Saved data entries:
--------

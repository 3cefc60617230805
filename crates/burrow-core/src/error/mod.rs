//! Error types and result aliases for Burrow operations.
//!
//! Each library crate defines its own `thiserror` enum close to the code that
//! raises it (`VersionError`, `DescriptorError`, `FetchError`, `PoolError`,
//! `ResolveError`, `LockError`). They all convert into [`BurrowError`], the
//! unified type the command line reports with an actionable suggestion.

use thiserror::Error;

use crate::descriptor::DescriptorError;
use crate::types::VersionError;

/// Boxed source error carried across crate boundaries.
pub type BoxedSource = Box<dyn std::error::Error + Send + Sync>;

/// Unified error type for all Burrow operations
#[derive(Error, Debug)]
pub enum BurrowError {
    // Project and configuration errors
    #[error("Failed to parse burrow.toml: {message}")]
    ProjectParse { message: String },

    #[error("Configuration field '{field}' is invalid: {reason}")]
    ConfigValidation { field: String, reason: String },

    // Input syntax errors
    #[error(transparent)]
    Version(#[from] VersionError),

    #[error("Malformed descriptor for package '{package}': {source}")]
    MalformedDescriptor {
        package: String,
        #[source]
        source: DescriptorError,
    },

    // Pool errors
    #[error("Package '{name}' not found in any source")]
    PackageNotFound { name: String },

    #[error("No version of '{package}' satisfies '{constraint}' ({detail})")]
    NoMatch {
        package: String,
        constraint: String,
        detail: String,
    },

    #[error("Network error: {message}")]
    Network {
        message: String,
        #[source]
        source: Option<BoxedSource>,
    },

    // Resolution errors
    #[error(
        "Version conflict on '{package}': {selected_by} selected {chosen}, but {required_by} requires '{constraint}'"
    )]
    VersionConflict {
        package: String,
        chosen: String,
        constraint: String,
        selected_by: String,
        required_by: String,
    },

    #[error("Circular dependency detected: {cycle}")]
    CircularDependency { cycle: String },

    #[error("Package '{package}' is requested from conflicting origins: {detail}")]
    OriginConflict { package: String, detail: String },

    #[error("Version control error for {url}: {message}")]
    Vcs { url: String, message: String },

    // Lock errors
    #[error("Invalid lock file: {message}")]
    Lock {
        message: String,
        #[source]
        source: Option<BoxedSource>,
    },

    #[error("Lock file is out of date: {reason}")]
    StaleLock { reason: String },

    #[error("Integrity check failed for {package}: expected {expected}, got {actual}")]
    IntegrityFailure {
        package: String,
        expected: String,
        actual: String,
    },

    // IO errors
    #[error("IO error: {message}")]
    Io {
        message: String,
        #[source]
        source: std::io::Error,
    },
}

/// Result type alias for Burrow operations
pub type BurrowResult<T> = Result<T, BurrowError>;

impl BurrowError {
    /// Create a network error from any error type
    pub fn network<E>(message: String, source: E) -> Self
    where
        E: std::error::Error + Send + Sync + 'static,
    {
        Self::Network {
            message,
            source: Some(Box::new(source)),
        }
    }

    /// Create an IO error from std::io::Error
    pub fn io(message: String, source: std::io::Error) -> Self {
        Self::Io { message, source }
    }

    /// Check if this error is recoverable.
    ///
    /// Recoverable errors leave no trace in any cache, so the next run
    /// retries the same work from scratch.
    pub fn is_recoverable(&self) -> bool {
        matches!(self, BurrowError::Network { .. } | BurrowError::Io { .. })
    }

    /// Get a user-friendly suggestion for fixing this error
    pub fn suggestion(&self) -> Option<&'static str> {
        match self {
            BurrowError::PackageNotFound { .. } => {
                Some("Check the package name spelling and the sources declared in burrow.toml")
            },
            BurrowError::NoMatch { .. } => Some(
                "Relax the constraint, or lower the priority of the source that shadows the package",
            ),
            BurrowError::Network { .. } => Some("Check your internet connection and try again"),
            BurrowError::VersionConflict { .. } => Some(
                "Adjust the constraints so both requesters accept one version; burrow never backtracks",
            ),
            BurrowError::CircularDependency { .. } => {
                Some("Remove circular dependencies by restructuring your packages")
            },
            BurrowError::OriginConflict { .. } => {
                Some("Declare the package from a single origin (a source or a repository, not both)")
            },
            BurrowError::StaleLock { .. } => {
                Some("Run 'burrow lock' to refresh the lock file, or drop --frozen")
            },
            BurrowError::IntegrityFailure { .. } => {
                Some("Run 'burrow lock --fix-hashes' if the archive was republished upstream")
            },
            BurrowError::Lock { .. } => Some("Regenerate the lock file with 'burrow lock --overwrite'"),
            _ => None,
        }
    }
}
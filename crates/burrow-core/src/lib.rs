//! # burrow-core
//!
//! Core types and utilities shared across all Burrow crates.
//!
//! This crate provides:
//! - Version and Constraint types (the version-constraint algebra)
//! - Source and root-request types describing a resolution pass
//! - Descriptor parsing for package metadata records
//! - BurrowError enum for unified error handling
//! - Content fingerprint helpers
//!
//! ## Architecture
//!
//! The crate is organized into modules:
//! - `types`: Core data types (Version, Constraint, Dependency, etc.)
//! - `descriptor`: Package descriptor records and their parser
//! - `error`: Error types and result aliases
//! - `utils`: Utility functions and helpers

pub mod descriptor;
pub mod error;
pub mod types;
pub mod utils;

// Re-export commonly used types
pub use descriptor::{Descriptor, DescriptorError};
pub use error::{BurrowError, BurrowResult};
pub use types::{
    Category, Clause, Constraint, Dependency, DependencyKind, LayoutKind, Op, ProxySetting,
    Requirement, RootDependency, RootRequest, SourceSpec, VcsReference, Version, VersionError,
    RUNTIME_PACKAGE,
};
//! Deciding whether a lock still answers a project's root request.
//!
//! A lock is stale when the declared sources changed (name, URL or
//! priority, in order), when the root dependencies changed, or when a
//! locked package no longer satisfies its root requirement.

use burrow_core::types::{Requirement, RootRequest};

use crate::{Lock, LockedRoot, LockedSource, PackageOrigin};

impl Lock {
    /// Reason the lock no longer matches `request`, or `None` if it is current
    pub fn staleness(&self, request: &RootRequest) -> Option<String> {
        let sources: Vec<LockedSource> = request.sources.iter().map(LockedSource::from).collect();
        if sources != self.sources {
            return Some("declared sources changed".to_string());
        }

        let mut roots: Vec<LockedRoot> = request.dependencies.iter().map(LockedRoot::from).collect();
        roots.sort_by(|a, b| a.name.cmp(&b.name));
        if roots != self.roots {
            return Some("root dependencies changed".to_string());
        }

        for root in &request.dependencies {
            let Some(package) = self.package(&root.name) else {
                return Some(format!("'{}' is not locked", root.name));
            };
            match (&root.requirement, &package.origin) {
                (_, PackageOrigin::Core) => {},
                (Requirement::Registry(constraint), _) => match &package.version {
                    Some(version) if constraint.allows(version) => {},
                    Some(version) => {
                        return Some(format!(
                            "locked {} {} does not satisfy '{}'",
                            package.name, version, constraint
                        ))
                    },
                    None => return Some(format!("'{}' has no locked version", package.name)),
                },
                (Requirement::Registry(_), PackageOrigin::Vcs { .. }) => {
                    return Some(format!("'{}' is no longer a repository dependency", root.name))
                },
                (Requirement::Vcs { url, .. }, PackageOrigin::Vcs { url: locked, .. }) => {
                    if url != locked {
                        return Some(format!("'{}' now points at {}", root.name, url));
                    }
                },
                (Requirement::Vcs { .. }, _) => {
                    return Some(format!("'{}' is now a repository dependency", root.name))
                },
            }
        }

        None
    }

    pub fn is_stale(&self, request: &RootRequest) -> bool {
        self.staleness(request).is_some()
    }
}
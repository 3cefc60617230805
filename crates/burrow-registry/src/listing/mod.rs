//! Index page parsing.
//!
//! Sources publish plain HTML directory listings. A tarball link is an
//! anchor whose target ends in `gz` and whose text repeats the target (the
//! `PACKAGES.gz` index is skipped); a directory link is a relative target
//! ending in `/`. Everything else on the page is ignored.

use regex::Regex;
use std::sync::OnceLock;

use burrow_core::types::Version;

/// Links found on one index page, in page order without duplicates
#[derive(Debug, Clone, Default, PartialEq, Eq)]
pub struct Listing {
    pub tarballs: Vec<String>,
    pub directories: Vec<String>,
}

fn anchor_pattern() -> &'static Regex {
    static ANCHOR: OnceLock<Regex> = OnceLock::new();
    ANCHOR.get_or_init(|| {
        Regex::new(r#"(?is)<a\s[^>]*?href\s*=\s*["']([^"']*)["'][^>]*>(.*?)</a>"#)
            .expect("anchor pattern is a valid regex")
    })
}

/// Parse an HTML index page into its tarball and directory links
pub fn parse_listing(html: &str) -> Listing {
    let mut listing = Listing::default();

    for captures in anchor_pattern().captures_iter(html) {
        let href = captures[1].trim();
        let text = captures[2].trim();

        if is_tarball(href, text) {
            if !listing.tarballs.iter().any(|t| t == href) {
                listing.tarballs.push(href.to_string());
            }
        } else if is_directory(href) && !listing.directories.iter().any(|d| d == href) {
            listing.directories.push(href.to_string());
        }
    }

    listing
}

fn is_tarball(href: &str, text: &str) -> bool {
    href.ends_with("gz") && href == text && href != "PACKAGES.gz"
}

fn is_directory(href: &str) -> bool {
    let Some(inner) = href.strip_suffix('/') else {
        return false;
    };
    !inner.is_empty()
        && !inner.contains(['/', '?', ':'])
        && inner != "."
        && inner != ".."
}

/// Split `name_version.tar.gz` into its package name and version
pub fn parse_filename(filename: &str) -> Option<(String, Version)> {
    let stem = filename.strip_suffix(".tar.gz")?;
    let (name, version) = stem.split_once('_')?;
    if name.is_empty() {
        return None;
    }
    let version = Version::parse(version).ok()?;
    Some((name.to_string(), version))
}

/// Tarball file name for a package version
pub fn tarball_filename(name: &str, version: &Version) -> String {
    format!("{}_{}.tar.gz", name, version)
}
//! HTTP fetcher with per-source proxy settings and retry logic

use async_trait::async_trait;
use reqwest::{Client, ClientBuilder};
use std::collections::HashMap;
use std::time::Duration;
use tracing::{debug, warn};

use burrow_cache::{CacheKey, FetchError, Fetcher};
use burrow_core::error::{BoxedSource, BurrowError};
use burrow_core::types::{ProxySetting, SourceSpec};

use crate::RegistryResult;

/// Configuration for exponential backoff retry logic
#[derive(Debug, Clone)]
pub struct RetryConfig {
    /// Maximum number of retry attempts
    pub max_retries: u32,
    /// Initial delay before first retry
    pub initial_delay: Duration,
    /// Maximum delay between retries
    pub max_delay: Duration,
    /// Multiplier for exponential backoff
    pub multiplier: f64,
}

impl Default for RetryConfig {
    fn default() -> Self {
        Self {
            max_retries: 3,
            initial_delay: Duration::from_millis(100),
            max_delay: Duration::from_secs(10),
            multiplier: 2.0,
        }
    }
}

/// HTTP settings shared by every source
#[derive(Debug, Clone)]
pub struct ClientConfig {
    /// Per-request timeout
    pub timeout: Duration,
    pub user_agent: String,
    pub retry: RetryConfig,
}

impl Default for ClientConfig {
    fn default() -> Self {
        Self {
            timeout: Duration::from_secs(30),
            user_agent: concat!("burrow/", env!("CARGO_PKG_VERSION")).to_string(),
            retry: RetryConfig::default(),
        }
    }
}

/// Production [`Fetcher`] speaking HTTP to package sources
#[derive(Debug, Clone)]
pub struct HttpFetcher {
    /// Client for sources inheriting the environment proxy
    default_client: Client,
    /// Clients for sources with their own proxy setting, keyed by base URL
    source_clients: HashMap<String, Client>,
    retry_config: RetryConfig,
}

impl HttpFetcher {
    /// Create a fetcher for the given sources
    pub fn new(config: ClientConfig, sources: &[SourceSpec]) -> RegistryResult<Self> {
        let default_client = build_client(&config, &ProxySetting::Inherit)?;
        let mut source_clients = HashMap::new();

        for source in sources {
            url::Url::parse(&source.url).map_err(|e| BurrowError::ConfigValidation {
                field: format!("source.{}.url", source.name),
                reason: e.to_string(),
            })?;
            if source.proxy != ProxySetting::Inherit {
                source_clients.insert(
                    normalize(&source.url).to_string(),
                    build_client(&config, &source.proxy)?,
                );
            }
        }

        Ok(Self {
            default_client,
            source_clients,
            retry_config: config.retry,
        })
    }

    fn client_for(&self, source: &str) -> &Client {
        self.source_clients
            .get(normalize(source))
            .unwrap_or(&self.default_client)
    }

    /// Execute a request with exponential backoff retry logic
    async fn with_retry<F, Fut>(&self, url: &str, operation: F) -> Result<Vec<u8>, FetchError>
    where
        F: Fn() -> Fut,
        Fut: std::future::Future<Output = Result<Vec<u8>, FetchError>>,
    {
        let mut delay = self.retry_config.initial_delay;
        let mut attempt = 0;

        loop {
            match operation().await {
                Ok(bytes) => return Ok(bytes),
                // A missing resource will not appear by asking again
                Err(error @ FetchError::NotFound { .. }) => return Err(error),
                Err(error) if attempt >= self.retry_config.max_retries => return Err(error),
                Err(error) => {
                    attempt += 1;
                    warn!("attempt {} for {} failed: {}", attempt, url, error);
                    tokio::time::sleep(delay).await;
                    delay = std::cmp::min(
                        Duration::from_millis(
                            (delay.as_millis() as f64 * self.retry_config.multiplier) as u64,
                        ),
                        self.retry_config.max_delay,
                    );
                },
            }
        }
    }

    async fn get_once(&self, client: &Client, url: &str) -> Result<Vec<u8>, FetchError> {
        let failed = |message: String, source: Option<reqwest::Error>| FetchError::Failed {
            url: url.to_string(),
            message,
            source: source.map(|e| Box::new(e) as BoxedSource),
        };

        let response = client
            .get(url)
            .send()
            .await
            .map_err(|e| failed(format!("request failed: {e}"), Some(e)))?;

        match response.status() {
            reqwest::StatusCode::NOT_FOUND => Err(FetchError::NotFound {
                url: url.to_string(),
            }),
            status if status.is_success() => {
                let bytes = response
                    .bytes()
                    .await
                    .map_err(|e| failed(format!("failed to read body: {e}"), Some(e)))?;
                Ok(bytes.to_vec())
            },
            status => Err(failed(format!("server returned status {status}"), None)),
        }
    }
}

#[async_trait]
impl Fetcher for HttpFetcher {
    async fn fetch(&self, key: &CacheKey) -> Result<Vec<u8>, FetchError> {
        let url = key.url();
        let client = self.client_for(&key.source);
        debug!("GET {}", url);
        self.with_retry(&url, || self.get_once(client, &url)).await
    }
}

fn normalize(url: &str) -> &str {
    url.trim_end_matches('/')
}

fn build_client(config: &ClientConfig, proxy: &ProxySetting) -> RegistryResult<Client> {
    let mut builder = ClientBuilder::new()
        // Connection pooling configuration
        .pool_max_idle_per_host(16)
        .pool_idle_timeout(Duration::from_secs(90))
        .timeout(config.timeout)
        .gzip(true)
        .user_agent(config.user_agent.clone());

    match proxy {
        ProxySetting::Inherit => {},
        ProxySetting::Disabled => builder = builder.no_proxy(),
        ProxySetting::Url(proxy_url) => {
            let proxy = reqwest::Proxy::all(proxy_url).map_err(|e| BurrowError::ConfigValidation {
                field: "proxy".to_string(),
                reason: format!("invalid proxy URL '{proxy_url}': {e}"),
            })?;
            builder = builder.proxy(proxy);
        },
    }

    builder
        .build()
        .map_err(|e| BurrowError::network(format!("Failed to create HTTP client: {}", e), e))
}

#[cfg(test)]
mod tests;
//! SHA-256 fingerprints for archive integrity.
//!
//! Fingerprints are rendered as `sha256:<hex>`, the form recorded in lock
//! files.

use crate::error::{BurrowError, BurrowResult};
use sha2::{Digest, Sha256};

const PREFIX: &str = "sha256:";

/// Compute the fingerprint of data
pub fn fingerprint(data: &[u8]) -> String {
    let digest = Sha256::digest(data);
    format!("{}{}", PREFIX, hex::encode(digest))
}

/// Compute the fingerprint of a file
pub fn fingerprint_file(path: &std::path::Path) -> BurrowResult<String> {
    let data = std::fs::read(path)
        .map_err(|e| BurrowError::io(format!("Failed to read file: {}", path.display()), e))?;
    Ok(fingerprint(&data))
}

/// Check that a string is a well-formed fingerprint
pub fn is_fingerprint(value: &str) -> bool {
    value
        .strip_prefix(PREFIX)
        .is_some_and(|hex| hex.len() == 64 && hex.bytes().all(|b| b.is_ascii_hexdigit()))
}

/// Verify data against an expected fingerprint
pub fn verify_fingerprint(package: &str, data: &[u8], expected: &str) -> BurrowResult<()> {
    let actual = fingerprint(data);
    if actual == expected {
        Ok(())
    } else {
        Err(BurrowError::IntegrityFailure {
            package: package.to_string(),
            expected: expected.to_string(),
            actual,
        })
    }
}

--------

**Exercise:**
The reply is a bare number: how many lines above include "that".

**Task output:**
3